MONROE, Conn. — Mosquitoes trapped at the Garder Road trapping station in Monroe last week tested positive for West Nile virus, according to a state Mosquito Management Program statement released Monday night.
This is the first positive test for West Nile in Monroe identified by the state Agricultural Experiment Station this year, said Dr. Philip Armstrong, director of the program.
“Although it is late in the season,” said Armstrong, “mosquitoes will continue to be active until the first hard frost. Take precautions and protect yourself from mosquito bites.”
In 2017, West Nile virus has been detected in mosquitoes collected at trap sites in nearly 30 towns, including these in Fairfield County: Bridgeport, Darien, Greenwich, New Canaan, Norwalk, Redding, Shelton, Stamford, Stratford and Westport.
The Monroe Health Department reminds residents to reduce the risk of being bitten by mosquitoes that can carry infections.
- Wear long sleeves, socks and closed-toe shoes, long pants, light colors and a hat.
- Use insect repellent. If you are also using sunscreen, put it on first, about 20 minutes before applying the repellent. Treat clothing and outdoor gear with repellent. Check the product label for specific application instructions.
- Reduce mosquitoes around your home. Eliminate standing water where mosquitoes breed. Unclog roof gutters. Empty children’s wading pools and change water in birdbaths at least weekly. Get rid of old tires or items that may collect water in your yard.

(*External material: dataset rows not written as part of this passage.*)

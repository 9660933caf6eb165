//! Downstream HTTP calls.
//!
//! # Responsibilities
//! - Perform the actual call to the requested (or alternative) endpoint
//! - Classify the result: transport errors and 5xx are failures, the rest
//!   is a response
//! - Project the response (status line, protocol, headers, body, length)
//!
//! # Design Decisions
//! - `Downstream` is a trait so the orchestrator can be driven without sockets
//! - One shared reqwest client with connection pooling and a per-call timeout

use std::collections::BTreeMap;
use std::time::Duration;

use async_trait::async_trait;
use reqwest::{Method, StatusCode, Version};
use serde::{Deserialize, Serialize};
use thiserror::Error;

/// An outgoing call.
#[derive(Debug, Clone, Default, PartialEq, Eq)]
pub struct DownstreamRequest {
    pub method: String,
    pub url: String,
    pub header: BTreeMap<String, String>,
    pub body: Vec<u8>,
}

/// Projection of a downstream response returned to callers.
#[derive(Debug, Clone, Default, PartialEq, Eq, Serialize, Deserialize)]
pub struct CascadeResponse {
    /// Status line, e.g. `200 OK`.
    pub status: String,
    pub status_code: u16,
    /// Protocol, e.g. `HTTP/1.1`.
    pub proto: String,
    pub proto_major: u8,
    pub proto_minor: u8,
    pub header: BTreeMap<String, String>,
    #[serde(skip)]
    pub body: Vec<u8>,
    /// Length announced by the server, if any.
    pub content_length: Option<u64>,
    pub is_from_alternative_endpoint: bool,
}

/// Why a downstream call counts as failed.
#[derive(Debug, Error)]
pub enum DownstreamError {
    #[error("transport error: {0}")]
    Transport(String),

    #[error("server error: {status}")]
    ServerError { status: u16 },

    #[error("invalid request: {0}")]
    InvalidRequest(String),
}

/// Performs downstream calls.
#[async_trait]
pub trait Downstream: Send + Sync {
    async fn call(&self, request: &DownstreamRequest) -> Result<CascadeResponse, DownstreamError>;
}

/// [`Downstream`] over a pooled reqwest client.
#[derive(Debug, Clone)]
pub struct HttpDownstream {
    client: reqwest::Client,
}

impl HttpDownstream {
    pub fn new(timeout: Duration, connect_timeout: Duration) -> Result<Self, DownstreamError> {
        let client = reqwest::Client::builder()
            .timeout(timeout)
            .connect_timeout(connect_timeout)
            .build()
            .map_err(|e| DownstreamError::Transport(e.to_string()))?;
        Ok(Self { client })
    }
}

#[async_trait]
impl Downstream for HttpDownstream {
    async fn call(&self, request: &DownstreamRequest) -> Result<CascadeResponse, DownstreamError> {
        let method = Method::from_bytes(request.method.as_bytes())
            .map_err(|e| DownstreamError::InvalidRequest(e.to_string()))?;
        let url = reqwest::Url::parse(&request.url)
            .map_err(|e| DownstreamError::InvalidRequest(e.to_string()))?;

        let mut builder = self.client.request(method, url);
        for (name, value) in &request.header {
            builder = builder.header(name.as_str(), value.as_str());
        }
        if !request.body.is_empty() {
            builder = builder.body(request.body.clone());
        }

        let response = builder
            .send()
            .await
            .map_err(|e| DownstreamError::Transport(e.to_string()))?;

        let status = response.status();
        if status.is_server_error() {
            return Err(DownstreamError::ServerError {
                status: status.as_u16(),
            });
        }

        let version = response.version();
        let content_length = response.content_length();
        let header = response
            .headers()
            .iter()
            .filter_map(|(name, value)| {
                value
                    .to_str()
                    .ok()
                    .map(|v| (name.as_str().to_string(), v.to_string()))
            })
            .collect();
        let body = response
            .bytes()
            .await
            .map_err(|e| DownstreamError::Transport(e.to_string()))?
            .to_vec();

        let (proto_major, proto_minor) = proto_numbers(version);
        Ok(CascadeResponse {
            status: status_line(status),
            status_code: status.as_u16(),
            proto: format!("{:?}", version),
            proto_major,
            proto_minor,
            header,
            body,
            content_length,
            is_from_alternative_endpoint: false,
        })
    }
}

fn status_line(status: StatusCode) -> String {
    match status.canonical_reason() {
        Some(reason) => format!("{} {}", status.as_u16(), reason),
        None => status.as_u16().to_string(),
    }
}

fn proto_numbers(version: Version) -> (u8, u8) {
    match version {
        Version::HTTP_09 => (0, 9),
        Version::HTTP_10 => (1, 0),
        Version::HTTP_2 => (2, 0),
        Version::HTTP_3 => (3, 0),
        _ => (1, 1),
    }
}

#[cfg(test)]
mod tests {
    use super::*;

    #[test]
    fn test_status_line() {
        assert_eq!(status_line(StatusCode::OK), "200 OK");
        assert_eq!(status_line(StatusCode::NOT_FOUND), "404 Not Found");
        assert_eq!(status_line(StatusCode::from_u16(599).unwrap()), "599");
    }

    #[test]
    fn test_proto_numbers() {
        assert_eq!(proto_numbers(Version::HTTP_11), (1, 1));
        assert_eq!(proto_numbers(Version::HTTP_2), (2, 0));
        assert_eq!(format!("{:?}", Version::HTTP_11), "HTTP/1.1");
    }

    #[tokio::test]
    async fn test_invalid_request_rejected_before_sending() {
        let client = HttpDownstream::new(Duration::from_secs(1), Duration::from_secs(1)).unwrap();
        let bad_url = DownstreamRequest {
            method: "GET".into(),
            url: "not a url".into(),
            ..Default::default()
        };
        assert!(matches!(
            client.call(&bad_url).await,
            Err(DownstreamError::InvalidRequest(_))
        ));

        let bad_method = DownstreamRequest {
            method: "GE T".into(),
            url: "http://127.0.0.1:1/".into(),
            ..Default::default()
        };
        assert!(matches!(
            client.call(&bad_method).await,
            Err(DownstreamError::InvalidRequest(_))
        ));
    }
}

- Repair any tears in the screens on your windows, doors and camping gear, use mosquito netting over strollers and cribs or when sleeping outdoors.
One human case of West Nile virus has been confirmed this year in Connecticut. A resident of New Haven required hospitalization with a confirmed case of West Nile virus, the Connecticut Department of Public Health announced earlier this month.
The patient, who is 50 to 59 years old, became ill during the last week of August and was hospitalized with high fever, dehydration and confusion, DPH said. Laboratory tests confirmed the presence of antibodies to WNV in the patient’s cerebrospinal fluid.